Cyber-attacks: 5 fundamentals to keep your office network safe

By Robert Half on 20 May 2017

In today’s digital age, the chaos following a cyber-attack can be as debilitating as a physical one.

The world woke up on 7 April 2014 to a flaw in the open source encryption “https” websites – which Internet users have been taught to trust, sending shock waves among governments, corporations, and internet users.

Many IT security experts called the Heartbleed vulnerability “unprecedented” and “catastrophic”, as 17 per cent of the Internet’s secure web traffic was affected. Mobile web browsers were also maliciously harvested for data, adversely affecting millions of Android users.

A recent global benchmark study by the Disaster Recovery Preparedness Council revealed that 60 per cent of data loss faced by companies is due to human error.

Doing your part to keep your office network safe need not be tedious. Follow these five fundamental insights to protect your company from cyber-attacks. 

Upgrade your existing software

Besides refreshing the user interface and looks, firmware and software upgrades serve one very important function: security. Upgrades may be time-consuming, but they are essential to keep your computers (including cloud security), mobile devices, and network safe from potential vulnerabilities. For example, in the aftermath of the Heartbleed bug, a security patch was issued to fix the vulnerability. If your company has a BYOD policy, it is equally if not more prudent to ensure you are on top of upgrades. Hackers and cyber-criminals are always looking for flaws to exploit, so the upgrades will keep coming. It is a never-ending battle, but a necessary one.

Change your password periodically and include 2FA

If you have an enterprise system, make sure that periodic password-changes are mandatory. Otherwise, implement a routine to refresh your passwords regularly to prevent cyber-attacks. Strong passwords should contain a mixture of eight alphanumerics in upper and lower cases, as well as symbols. Never write your passwords, or use the same password across multiple accounts. Include Two Factor Authentication (2FA) into the mix to counter identity fraud.
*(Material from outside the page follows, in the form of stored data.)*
//! Tabular extractors, one per raw source layout.
//!
//! Each extractor takes the raw content plus a small layout description and
//! returns normalized records sorted by period. Rows that fail to parse are
//! dropped one at a time; they never fail the whole extraction.

pub mod call_records;
pub mod date_keyed;
pub mod named;
pub mod pivoted;
pub mod positional;

use anyhow::{Context, Result};
use calamine::{Data, Reader, open_workbook_auto_from_rs};
use std::io::Cursor;

use crate::period::{Period, parse_year};

/// A worksheet as a dense grid, addressed from cell `A1`.
pub type Sheet = Vec<Vec<Data>>;

/// Loads the first worksheet of an in-memory workbook (xlsx, xls, ods).
///
/// The grid is padded so that `sheet[r][c]` is the cell at row `r`, column
/// `c` of the sheet, even when the used range starts further down.
pub fn read_first_sheet(bytes: &[u8]) -> Result<Sheet> {
    let mut workbook =
        open_workbook_auto_from_rs(Cursor::new(bytes.to_vec())).context("failed to open workbook")?;
    let sheet_name = workbook
        .sheet_names()
        .first()
        .cloned()
        .ok_or_else(|| anyhow::anyhow!("workbook has no sheets"))?;
    let range = workbook
        .worksheet_range(&sheet_name)
        .with_context(|| format!("failed to read sheet '{sheet_name}'"))?;

    let Some((row_offset, col_offset)) = range.start() else {
        return Ok(Vec::new());
    };

    let mut sheet: Sheet = vec![Vec::new(); row_offset as usize];
    for row in range.rows() {
        let mut cells = vec![Data::Empty; col_offset as usize];
        cells.extend(row.iter().cloned());
        sheet.push(cells);
    }
    Ok(sheet)
}

/// Lenient number parsing for CSV and text cells.
///
/// Trims, strips `$` and thousands separators, and rejects anything with
/// letters in it (FRED writes `.` for missing values, Realtor.com writes
/// quality notes in trailing rows).
pub fn parse_number(raw: &str) -> Option<f64> {
    let s = raw.trim().trim_start_matches('$');
    if s.is_empty() || s.chars().any(|c| c.is_ascii_alphabetic()) {
        return None;
    }
    let value: f64 = s.replace(',', "").parse().ok()?;
    value.is_finite().then_some(value)
}

/// A cell holding a number, either natively or as text.
pub fn cell_number(cell: &Data) -> Option<f64> {
    match cell {
        Data::String(s) => parse_number(s),
        other => native_number(other),
    }
}

/// A cell whose native type is numeric. Text that looks like a number does
/// not count.
pub fn native_number(cell: &Data) -> Option<f64> {
    match cell {
        Data::Float(f) if f.is_finite() => Some(*f),
        Data::Int(i) => Some(*i as f64),
        _ => None,
    }
}

/// Trimmed, non-empty text content.
pub fn cell_text(cell: &Data) -> Option<String> {
    match cell {
        Data::String(s) => {
            let s = s.trim();
            (!s.is_empty()).then(|| s.to_string())
        }
        Data::Int(i) => Some(i.to_string()),
        Data::Float(f) if f.fract() == 0.0 => Some(format!("{f:.0}")),
        Data::Float(f) => Some(f.to_string()),
        _ => None,
    }
}

/// A four-digit year cell, stored either as a number or as text.
pub fn cell_year(cell: &Data) -> Option<i32> {
    match cell {
        Data::Float(f) if f.fract() == 0.0 && (1000.0..=9999.0).contains(f) => Some(*f as i32),
        Data::Int(i) if (1000..=9999).contains(i) => Some(*i as i32),
        Data::String(s) if s.trim().len() == 4 => parse_year(s),
        _ => None,
    }
}

/// Interprets a date-like cell as a month.
pub fn cell_period(cell: &Data) -> Option<Period> {
    match cell {
        Data::DateTime(dt) => Period::from_excel_serial(dt.as_f64()),
        Data::DateTimeIso(s) | Data::String(s) => Period::parse(s),
        Data::Int(i) if (100_000..=999_999).contains(i) => Period::from_yyyymm(*i),
        Data::Int(i) => Period::from_excel_serial(*i as f64),
        Data::Float(f) if f.fract() == 0.0 && (100_000.0..=999_999.0).contains(f) => {
            Period::from_yyyymm(*f as i64)
        }
        Data::Float(f) => Period::from_excel_serial(*f),
        _ => None,
    }
}

/// Converts a parsed number into a count. Counts are whole and non-negative.
pub(crate) fn as_count(value: f64) -> Option<u64> {
    (value.is_finite() && value >= 0.0).then(|| value.round() as u64)
}

#[cfg(test)]
mod tests {
    use super::*;

    #[test]
    fn test_parse_number_is_forgiving() {
        assert_eq!(parse_number(" 1,234.5 "), Some(1234.5));
        assert_eq!(parse_number("$350,000"), Some(350000.0));
        assert_eq!(parse_number("4.2"), Some(4.2));
        assert_eq!(parse_number("."), None);
        assert_eq!(parse_number(""), None);
        assert_eq!(parse_number("n/a"), None);
        assert_eq!(parse_number("NaN"), None);
    }

    #[test]
    fn test_native_number_ignores_text() {
        assert_eq!(native_number(&Data::Float(12.0)), Some(12.0));
        assert_eq!(native_number(&Data::Int(7)), Some(7.0));
        assert_eq!(native_number(&Data::String("12".into())), None);
        assert_eq!(cell_number(&Data::String("12".into())), Some(12.0));
    }

    #[test]
    fn test_cell_year() {
        assert_eq!(cell_year(&Data::Float(2015.0)), Some(2015));
        assert_eq!(cell_year(&Data::Int(2016)), Some(2016));
        assert_eq!(cell_year(&Data::String(" 2017 ".into())), Some(2017));
        assert_eq!(cell_year(&Data::String("Orleans".into())), None);
        assert_eq!(cell_year(&Data::Float(2015.5)), None);
        assert_eq!(cell_year(&Data::Empty), None);
    }

    #[test]
    fn test_cell_period() {
        let jan_2015 = Period::new(2015, 1).unwrap();
        assert_eq!(cell_period(&Data::Float(42005.0)), Some(jan_2015));
        assert_eq!(cell_period(&Data::Int(201501)), Some(jan_2015));
        assert_eq!(cell_period(&Data::Float(201501.0)), Some(jan_2015));
        assert_eq!(cell_period(&Data::Float(201513.0)), None);
        assert_eq!(cell_period(&Data::String("2015-01-01".into())), Some(jan_2015));
        assert_eq!(
            cell_period(&Data::DateTimeIso("2015-01-01T00:00:00".into())),
            Some(jan_2015)
        );
        assert_eq!(cell_period(&Data::Empty), None);
    }

    #[test]
    fn test_as_count() {
        assert_eq!(as_count(3.0), Some(3));
        assert_eq!(as_count(0.0), Some(0));
        assert_eq!(as_count(-1.0), None);
        assert_eq!(as_count(f64::INFINITY), None);
    }
}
If it’s too good to be true, it probably is

Cyber-criminals love to exploit human greed and curiosity to their advantage. In the immediate aftermath of a crisis or popular event, cyber criminals will create malware-infected websites to lure unsuspecting visitors through social media and search engines.

For example, numerous websites purporting to carry legitimate news about the missing MH370 sprung up on social media after the aircraft’s disappearance in March 2014. Computer security software company McAfee also announced in a statement that cyber criminals are most likely to use Portugal’s football star Cristiano Ronaldo to lure visitors to web pages designed to infect them with malware.
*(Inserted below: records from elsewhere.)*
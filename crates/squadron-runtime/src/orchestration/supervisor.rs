//! Supervised execution of one (task, agent) pair.
//!
//! The supervisor drives an explicit state machine:
//!
//! ```text
//! Attempting(n) --success / non-retryable / exhausted--> Terminal
//! Attempting(n) --retryable failure--> Backoff(n, base * 2^n) --> Attempting(n + 1)
//! Backoff       --runtime draining--> Terminal
//! ```
//!
//! Each attempt first runs the agent's one-time setup, then claims the
//! instance (serialization gate) and a limiter permit, then calls `process`
//! under a timeout of `min(policy timeout, time left before the deadline)`.
//! The permit is released before any backoff sleep.

use std::sync::Arc;
use std::time::Duration;

use serde_json::Value;
use tokio::sync::watch;
use tokio::time::Instant;
use tracing::{debug, info, warn};

use squadron_core::config::RetryConfig;
use squadron_core::job::{duration_millis, unix_millis};
use squadron_core::{
    AgentOutcome, AgentPolicy, AgentState, AttemptOutcome, ExecutionAttempt, FailureKind,
};

use super::limiter::{ConcurrencyLimiter, LimiterPermit};
use crate::agent::{AgentSlot, ExecutionGuard, SlotError};
use crate::task::Task;

/// Why a single attempt did not produce a result.
#[derive(Debug, Clone, PartialEq, Eq, thiserror::Error)]
pub enum ExecutionError {
    #[error("Timed out after {after_ms}ms")]
    Timeout { after_ms: u64 },

    #[error("{message}")]
    Failed { message: String },

    #[error("Setup failed: {message}")]
    Setup { message: String },

    #[error("Aborted: {reason}")]
    Aborted { reason: String },

    #[error("Agent is {state}")]
    NotReady { state: AgentState },
}

impl ExecutionError {
    pub const fn kind(&self) -> FailureKind {
        match self {
            Self::Timeout { .. } => FailureKind::Timeout,
            Self::Failed { .. } => FailureKind::Failed,
            Self::Setup { .. } => FailureKind::Setup,
            Self::Aborted { .. } => FailureKind::Aborted,
            Self::NotReady { .. } => FailureKind::NotReady,
        }
    }

    fn shutting_down() -> Self {
        Self::Aborted {
            reason: "runtime is shutting down".to_string(),
        }
    }
}

/// Effective retry/timeout policy for one (task, agent) pair.
#[derive(Debug, Clone, PartialEq, Eq)]
pub struct RetryPolicy {
    /// Retries after the first attempt.
    pub max_retries: u32,
    pub backoff_base: Duration,
    pub max_backoff: Duration,
    /// Per-attempt timeout.
    pub timeout: Duration,
}

impl RetryPolicy {
    pub const fn from_config(retry: &RetryConfig, timeout: Duration) -> Self {
        Self {
            max_retries: retry.max_retries,
            backoff_base: Duration::from_millis(retry.backoff_base_ms),
            max_backoff: Duration::from_millis(retry.max_backoff_ms),
            timeout,
        }
    }

    /// Layer agent overrides, then the task's own retry override, on top.
    #[must_use]
    pub fn for_agent(&self, agent: &AgentPolicy, task_max_retries: Option<u32>) -> Self {
        Self {
            max_retries: task_max_retries
                .or(agent.max_retries)
                .unwrap_or(self.max_retries),
            backoff_base: agent
                .backoff_base_ms
                .map_or(self.backoff_base, Duration::from_millis),
            max_backoff: self.max_backoff,
            timeout: agent.timeout().unwrap_or(self.timeout),
        }
    }

    /// Delay after failed attempt `attempt` (zero-based): `base * 2^attempt`, capped.
    pub fn delay_for(&self, attempt: u32) -> Duration {
        let factor = 1u32.checked_shl(attempt).unwrap_or(u32::MAX);
        self.backoff_base
            .saturating_mul(factor)
            .min(self.max_backoff)
    }
}

/// Runtime-wide shutdown flags observed by supervisors.
///
/// `draining` stops new attempts and interrupts waits and backoffs;
/// `abort` additionally cancels attempts still running after the grace period.
#[derive(Debug, Clone)]
pub struct ShutdownSignals {
    draining: watch::Receiver<bool>,
    abort: watch::Receiver<bool>,
}

impl ShutdownSignals {
    pub const fn new(draining: watch::Receiver<bool>, abort: watch::Receiver<bool>) -> Self {
        Self { draining, abort }
    }

    /// Signals that never fire.
    pub fn never() -> Self {
        let (_, draining) = watch::channel(false);
        let (_, abort) = watch::channel(false);
        Self { draining, abort }
    }

    pub fn is_draining(&self) -> bool {
        *self.draining.borrow()
    }

    pub async fn draining(&self) {
        wait_flag(self.draining.clone()).await;
    }

    pub async fn aborted(&self) {
        wait_flag(self.abort.clone()).await;
    }
}

async fn wait_flag(mut rx: watch::Receiver<bool>) {
    if rx.wait_for(|set| *set).await.is_err() {
        // Sender gone without raising the flag: it never will.
        std::future::pending::<()>().await;
    }
}

#[derive(Debug, Clone, Copy, PartialEq, Eq)]
enum Phase {
    Attempting { attempt: u32, backoff: Duration },
    Backoff { attempt: u32, delay: Duration },
    Terminal,
}

/// Runs attempts for (task, agent) pairs against a shared limiter.
#[derive(Clone)]
pub struct ExecutionSupervisor {
    limiter: Arc<ConcurrencyLimiter>,
    signals: ShutdownSignals,
}

impl ExecutionSupervisor {
    pub const fn new(limiter: Arc<ConcurrencyLimiter>, signals: ShutdownSignals) -> Self {
        Self { limiter, signals }
    }

    /// Drive the pair to a terminal outcome.
    ///
    /// `admission` is a limiter permit already taken by the dispatcher; the
    /// first attempt uses it instead of acquiring a fresh one.
    pub async fn run(
        &self,
        slot: &AgentSlot,
        task: &Task,
        policy: &RetryPolicy,
        mut admission: Option<LimiterPermit>,
    ) -> AgentOutcome {
        let started = Instant::now();
        let mut history = Vec::new();
        let mut phase = Phase::Attempting {
            attempt: 0,
            backoff: Duration::ZERO,
        };

        loop {
            phase = match phase {
                Phase::Attempting { attempt, backoff } => {
                    let record = self
                        .attempt(slot, task, policy, &mut admission, attempt, backoff)
                        .await;
                    let next = self.next_phase(&record.outcome, attempt, policy, task);
                    history.push(record);
                    next
                }
                Phase::Backoff { attempt, delay } => {
                    debug!(
                        agent = %slot.name(),
                        task_id = %task.id,
                        attempt,
                        delay_ms = duration_millis(delay),
                        "Backing off before retry"
                    );
                    tokio::select! {
                        () = tokio::time::sleep(delay) => Phase::Attempting {
                            attempt: attempt + 1,
                            backoff: delay,
                        },
                        () = self.signals.draining() => {
                            info!(
                                agent = %slot.name(),
                                task_id = %task.id,
                                "Retry cancelled by shutdown"
                            );
                            Phase::Terminal
                        }
                    }
                }
                Phase::Terminal => break,
            };
        }
        drop(admission);

        AgentOutcome::from_history(
            slot.name(),
            history,
            started.elapsed(),
            (FailureKind::Aborted, "runtime is shutting down".to_string()),
        )
    }

    fn next_phase(
        &self,
        outcome: &AttemptOutcome,
        attempt: u32,
        policy: &RetryPolicy,
        task: &Task,
    ) -> Phase {
        let AttemptOutcome::Failure { kind, .. } = outcome else {
            return Phase::Terminal;
        };
        if !kind.is_retryable() || attempt >= policy.max_retries || self.signals.is_draining() {
            return Phase::Terminal;
        }
        let delay = policy.delay_for(attempt);
        if task.remaining().is_some_and(|left| left <= delay) {
            debug!(task_id = %task.id, attempt, "Deadline leaves no room for another attempt");
            return Phase::Terminal;
        }
        Phase::Backoff { attempt, delay }
    }

    async fn attempt(
        &self,
        slot: &AgentSlot,
        task: &Task,
        policy: &RetryPolicy,
        admission: &mut Option<LimiterPermit>,
        attempt: u32,
        backoff: Duration,
    ) -> ExecutionAttempt {
        let started_at_ms = unix_millis();
        let clock = Instant::now();
        let result = self.execute(slot, task, policy, admission).await;
        let elapsed_ms = duration_millis(clock.elapsed());

        let outcome = match result {
            Ok(value) => {
                info!(
                    agent = %slot.name(),
                    task_id = %task.id,
                    attempt,
                    elapsed_ms,
                    outcome = "success",
                    "Attempt finished"
                );
                AttemptOutcome::Success { result: value }
            }
            Err(e) => {
                let kind = e.kind();
                warn!(
                    agent = %slot.name(),
                    task_id = %task.id,
                    attempt,
                    elapsed_ms,
                    outcome = ?kind,
                    error = %e,
                    "Attempt finished"
                );
                AttemptOutcome::Failure {
                    kind,
                    message: e.to_string(),
                }
            }
        };

        ExecutionAttempt {
            attempt,
            started_at_ms,
            ended_at_ms: unix_millis(),
            backoff_ms: duration_millis(backoff),
            outcome,
        }
    }

    async fn execute(
        &self,
        slot: &AgentSlot,
        task: &Task,
        policy: &RetryPolicy,
        admission: &mut Option<LimiterPermit>,
    ) -> Result<Value, ExecutionError> {
        if self.signals.is_draining() {
            return Err(ExecutionError::shutting_down());
        }

        slot.setup().await.map_err(|e| match e {
            SlotError::NotReady { state } => ExecutionError::NotReady { state },
            other => ExecutionError::Setup {
                message: other.to_string(),
            },
        })?;

        let mut claim = self.claim(slot, admission).await?;
        let limit = task
            .remaining()
            .map_or(policy.timeout, |left| left.min(policy.timeout));

        tokio::select! {
            result = tokio::time::timeout(limit, claim.guard.process(task)) => match result {
                Ok(Ok(value)) => Ok(value),
                Ok(Err(e)) => Err(ExecutionError::Failed { message: e.to_string() }),
                Err(_) => Err(ExecutionError::Timeout { after_ms: duration_millis(limit) }),
            },
            () = self.signals.aborted() => Err(ExecutionError::Aborted {
                reason: "abandoned after shutdown grace period".to_string(),
            }),
        }
    }

    /// Wait for the instance, then take a permit and claim it.
    ///
    /// The permit is only taken once the instance looks free, and given back
    /// if another supervisor wins the claim, so waiters never pin permits
    /// while an instance is busy.
    async fn claim<'a>(
        &self,
        slot: &'a AgentSlot,
        admission: &mut Option<LimiterPermit>,
    ) -> Result<Claim<'a>, ExecutionError> {
        let _ticket = slot.wait_ticket();
        loop {
            let state = tokio::select! {
                state = slot.wait_until_available() => state,
                () = self.signals.draining() => return Err(ExecutionError::shutting_down()),
            };
            if state != AgentState::Ready {
                return Err(ExecutionError::NotReady { state });
            }

            let permit = match admission.take() {
                Some(permit) => permit,
                None => tokio::select! {
                    permit = self.limiter.acquire() => {
                        permit.map_err(|_| ExecutionError::shutting_down())?
                    }
                    () = self.signals.draining() => return Err(ExecutionError::shutting_down()),
                },
            };

            match slot.begin().await {
                Ok(guard) => {
                    return Ok(Claim {
                        guard,
                        _permit: permit,
                    });
                }
                Err(SlotError::Busy) => drop(permit),
                Err(SlotError::NotReady { state }) => {
                    return Err(ExecutionError::NotReady { state });
                }
                Err(SlotError::Agent(e)) => {
                    return Err(ExecutionError::Failed {
                        message: e.to_string(),
                    });
                }
            }
        }
    }
}

/// A claimed instance plus the limiter permit it runs under.
///
/// Fields drop in declaration order: the instance is back to `Ready` before
/// the permit is released, so a new claim can never overlap this one.
struct Claim<'a> {
    guard: ExecutionGuard<'a>,
    _permit: LimiterPermit,
}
As such, one should always exercise caution when clicking on email links with subject headings promising fast cash. As the adage goes, there is no such thing as a free lunch.

Always do periodic backup of your data

Having multiple layers of redundancy is one of the best insurances that companies can possess in the face of a cyber-attack on their office network.

Every office should have two backup copies of their data, one over the cloud, and the other in a physical form. A routine should be established to back up important data (including big data), and practice restoration. After all, there is no point backing up your data if you have no clue how to restore it.

Have a data-protection service in place against cyber-attacks

Nothing beats a professional securing your office network and data. There are multiple security-solution companies available to customise the best protection for your office, such as McAfee, Kaspersky Lab or Websense.

Just following these simple steps can have a big impact in keeping your company safe from cyber-attacks and ensuring peace of mind for business operations.